The addition of methylene blue to the standard treatment protocol has been shown to improve respiratory rate and oxygen saturation in COVID-19 patients, reducing morbidity and mortality. Evidence to date suggests that methylene blue inhibits protein-protein interactions between SARS-CoV-2 Spike protein and angiotensin-converting enzyme 2, which in turn inhibits the cell entry of SARS-CoV-2. However, the methylene blue dye-binding characteristics of sulfated glycosaminoglycans suggest additional inhibitory effects of the spike protein-heparan sulfate interaction. We hypothesize that the binding of cationic methylene blue neutralizes polyanionic heparan sulfate molecules on the host cell surface. As a consequence, electrostatic interactions between negatively charged heparan sulfate and the positively charged receptor binding domain of SARS-CoV-2 spike protein will be inhibited.
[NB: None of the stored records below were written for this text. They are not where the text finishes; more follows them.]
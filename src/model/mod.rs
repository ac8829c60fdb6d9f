//! Data models for the captioner application.

mod annotation;
mod geometry;

pub use annotation::{Annotation, parse_font_size};
pub use geometry::{BoundingRect, Point, PointerEvent};
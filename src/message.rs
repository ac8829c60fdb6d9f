//! Editor message types.
//!
//! Every UI event is a message, applied by [`crate::Editor::update`] in the
//! Elm architecture style.

use crate::intake::SelectedFile;
use crate::model::{BoundingRect, PointerEvent};

/// Messages that can be sent to update editor state.
#[derive(Debug, Clone)]
pub enum Message {
    // Image intake
    /// Files picked or dropped
    FilesSelected(Vec<SelectedFile>),
    /// Discard the pending selection
    CancelSelection,
    /// Upload the first pending file
    ConfirmUpload,
    /// Forget the current image
    ClearImage,

    // Overlay
    /// "Add Text" pressed
    AddText,
    /// Text input changed
    TextChanged(String),
    /// Font size set to a number
    FontSizeChanged(i32),
    /// Font size input changed (raw form value)
    FontSizeInput(String),
    /// Leave edit mode
    FinishEditing,
    /// Drag started on the text element
    DragStarted {
        /// Pointer position
        pointer: PointerEvent,
        /// Bounding box of the dragged text element
        element: BoundingRect,
    },
    /// Pointer moved over the image container during a drag
    DraggedOver {
        /// Pointer position
        pointer: PointerEvent,
        /// Bounding box of the image container
        container: BoundingRect,
    },
    /// Drag finished
    DragEnded,

    // Export
    /// Compose and download the result
    Export,
}

/// Result of applying a message.
#[derive(Debug, Clone, PartialEq, Eq)]
pub enum Outcome {
    /// Nothing changed (no-op or ignored)
    Unchanged,
    /// State changed
    Changed,
    /// A new image was uploaded
    Uploaded {
        /// Data URL length in bytes
        size: usize,
    },
    /// The composite was exported
    Exported {
        /// Where the download went
        location: String,
        /// Width in pixels
        width: u32,
        /// Height in pixels
        height: u32,
    },
}

impl Outcome {
    pub(crate) fn changed_if(changed: bool) -> Self {
        if changed {
            Outcome::Changed
        } else {
            Outcome::Unchanged
        }
    }
}
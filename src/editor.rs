//! The editing session: intake, overlay and export behind one controller.
//!
//! The editor owns its ports (storage, surface backend, download sink) so a
//! UI layer only sends [`Message`]s and reads state back. Overlay messages
//! are ignored while no image is loaded, matching a UI that hides the
//! overlay controls until an upload succeeds.

use crate::compositor::{OverlayCompositor, OverlayStyle};
use crate::error::EditorError;
use crate::export::{DownloadSink, ExportArtifact, ExportError};
use crate::intake::{ImageIntake, IntakeError, SelectedFile, UploadedImage};
use crate::message::{Message, Outcome};
use crate::model::Annotation;
use crate::storage::StoragePort;
use crate::surface::SurfaceBackend;

/// A single-image, single-annotation editing session.
pub struct Editor {
    intake: ImageIntake,
    compositor: OverlayCompositor,
    storage: Box<dyn StoragePort>,
    backend: Box<dyn SurfaceBackend>,
    sink: Box<dyn DownloadSink>,
    last_error: Option<String>,
}

impl std::fmt::Debug for Editor {
    fn fmt(&self, f: &mut std::fmt::Formatter<'_>) -> std::fmt::Result {
        f.debug_struct("Editor")
            .field("intake", &self.intake)
            .field("compositor", &self.compositor)
            .field("backend", &self.backend.name())
            .field("last_error", &self.last_error)
            .finish()
    }
}

impl Editor {
    /// Start a session. A previously stored image is restored; the
    /// annotation always starts fresh.
    pub fn new(
        storage: Box<dyn StoragePort>,
        backend: Box<dyn SurfaceBackend>,
        sink: Box<dyn DownloadSink>,
        font_family: &str,
    ) -> Self {
        let intake = ImageIntake::restore(storage.as_ref());
        Self {
            intake,
            compositor: OverlayCompositor::new(font_family),
            storage,
            backend,
            sink,
            last_error: None,
        }
    }

    /// Apply a message.
    pub fn update(&mut self, message: Message) -> Result<Outcome, EditorError> {
        let outcome = match message {
            Message::FilesSelected(files) => Outcome::changed_if(self.select_files(files) > 0),
            Message::CancelSelection => {
                let had_pending = self.intake.has_pending();
                self.cancel();
                Outcome::changed_if(had_pending)
            }
            Message::ConfirmUpload => match self.confirm_upload()? {
                Some(image) => Outcome::Uploaded {
                    size: image.data_url().len(),
                },
                None => Outcome::Unchanged,
            },
            Message::ClearImage => {
                self.clear_image()?;
                Outcome::Changed
            }
            Message::Export => {
                let (artifact, location) = self.export()?;
                Outcome::Exported {
                    location,
                    width: artifact.width,
                    height: artifact.height,
                }
            }
            overlay => Outcome::changed_if(self.handle_overlay(overlay)),
        };
        Ok(outcome)
    }

    /// Overlay messages; returns whether state changed.
    fn handle_overlay(&mut self, message: Message) -> bool {
        if !self.overlay_enabled() {
            log::debug!("Overlay inactive without an image, ignoring {:?}", message);
            return false;
        }
        match message {
            Message::AddText => {
                self.compositor.start_text_entry();
                true
            }
            Message::TextChanged(text) => self.compositor.set_text(text),
            Message::FontSizeChanged(size) => {
                self.compositor.set_font_size(size);
                true
            }
            Message::FontSizeInput(input) => self.compositor.set_font_size_input(&input),
            Message::FinishEditing => {
                self.compositor.finish_editing();
                true
            }
            Message::DragStarted { pointer, element } => {
                self.compositor.begin_drag(pointer, element);
                true
            }
            Message::DraggedOver { pointer, container } => {
                self.compositor.drag_over(pointer, container)
            }
            Message::DragEnded => {
                self.compositor.end_drag();
                true
            }
            other => {
                log::warn!("Not an overlay message: {:?}", other);
                false
            }
        }
    }

    // ------------------------------------------------------------------
    // Intake
    // ------------------------------------------------------------------

    /// Offer files for upload; see [`ImageIntake::select_files`].
    pub fn select_files(&mut self, files: Vec<SelectedFile>) -> usize {
        self.intake.select_files(files)
    }

    /// Drop the pending selection.
    pub fn cancel(&mut self) {
        self.intake.cancel();
    }

    /// Read and upload the first pending file.
    pub fn confirm_upload(&mut self) -> Result<Option<&UploadedImage>, IntakeError> {
        match self.intake.confirm_upload(self.storage.as_mut()) {
            Ok(image) => {
                self.last_error = None;
                Ok(image)
            }
            Err(e) => {
                self.last_error = Some(e.to_string());
                Err(e)
            }
        }
    }

    /// The file an asynchronous upload should read.
    pub fn begin_upload(&self) -> Option<&SelectedFile> {
        self.intake.begin_upload()
    }

    /// Finish an asynchronous upload with the file's bytes.
    pub fn complete_upload(&mut self, bytes: &[u8]) -> Result<&UploadedImage, IntakeError> {
        match self.intake.complete_upload(bytes, self.storage.as_mut()) {
            Ok(image) => {
                self.last_error = None;
                Ok(image)
            }
            Err(e) => {
                log::error!("Upload failed: {}", e);
                self.last_error = Some(e.to_string());
                Err(e)
            }
        }
    }

    /// Record a failed asynchronous read. The selection stays pending.
    pub fn fail_upload(&mut self, error: IntakeError) {
        log::error!("{}", error);
        self.last_error = Some(error.to_string());
    }

    /// Remove the current image from the session and storage, and reset
    /// the annotation.
    pub fn clear_image(&mut self) -> Result<(), IntakeError> {
        self.intake.clear(self.storage.as_mut())?;
        self.compositor.reset();
        log::info!("Cleared uploaded image");
        Ok(())
    }

    // ------------------------------------------------------------------
    // Export
    // ------------------------------------------------------------------

    /// Compose the current image and annotation, without delivering it.
    pub fn compose(&self) -> Result<ExportArtifact, ExportError> {
        let image = self.intake.image().ok_or(ExportError::NoImage)?;
        self.compositor.export_image(image, self.backend.as_ref())
    }

    /// Compose and hand the result to the download sink.
    ///
    /// Returns the artifact and the sink's description of where it went.
    pub fn export(&mut self) -> Result<(ExportArtifact, String), ExportError> {
        let artifact = self.compose()?;
        let location = self.sink.deliver(&artifact)?;
        Ok((artifact, location))
    }

    // ------------------------------------------------------------------
    // State
    // ------------------------------------------------------------------

    /// The current image.
    pub fn image(&self) -> Option<&UploadedImage> {
        self.intake.image()
    }

    /// Files waiting for confirmation.
    pub fn pending(&self) -> &[SelectedFile] {
        self.intake.pending()
    }

    /// Current annotation.
    pub fn annotation(&self) -> &Annotation {
        self.compositor.annotation()
    }

    /// Check if a drag is in progress.
    pub fn is_dragging(&self) -> bool {
        self.compositor.is_dragging()
    }

    /// Whether overlay and export controls are available.
    pub fn overlay_enabled(&self) -> bool {
        self.intake.image().is_some()
    }

    /// Overlay presentation, if the overlay is shown.
    pub fn overlay_style(&self) -> Option<OverlayStyle> {
        self.overlay_enabled().then(|| self.compositor.overlay_style())
    }

    /// The last upload error, cleared by the next successful upload.
    pub fn last_error(&self) -> Option<&str> {
        self.last_error.as_deref()
    }
}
Thus, methylene blue will exhibit a "shielding effect" on the heparan sulfate proteoglycans, inhibiting viral attachment to the cell surface. The proposed mechanism corroborates the possible broad-spectrum antiviral activity of methylene blue against multiple human coronaviruses that exploit the electrostatic interactions with sulfated glycosaminoglycans for virus entry. Methylene blue would exhibit the same anti-adhesive activity at the blood-brain-barrier and olfactory neuroepithelium, corroborating potential benefits in ameliorating post-COVID-19 neurological impairment. However, as cationic dyes can bind to both free glycosaminoglycans in circulation as well as proteoglycans attached to the cell surface, co-administration of intravenous heparin could possibly antagonize the proposed antiviral activity. This critical review focuses on empirical evidence to support the hypothesized heparan sulfate-dependent antiviral activity of MB.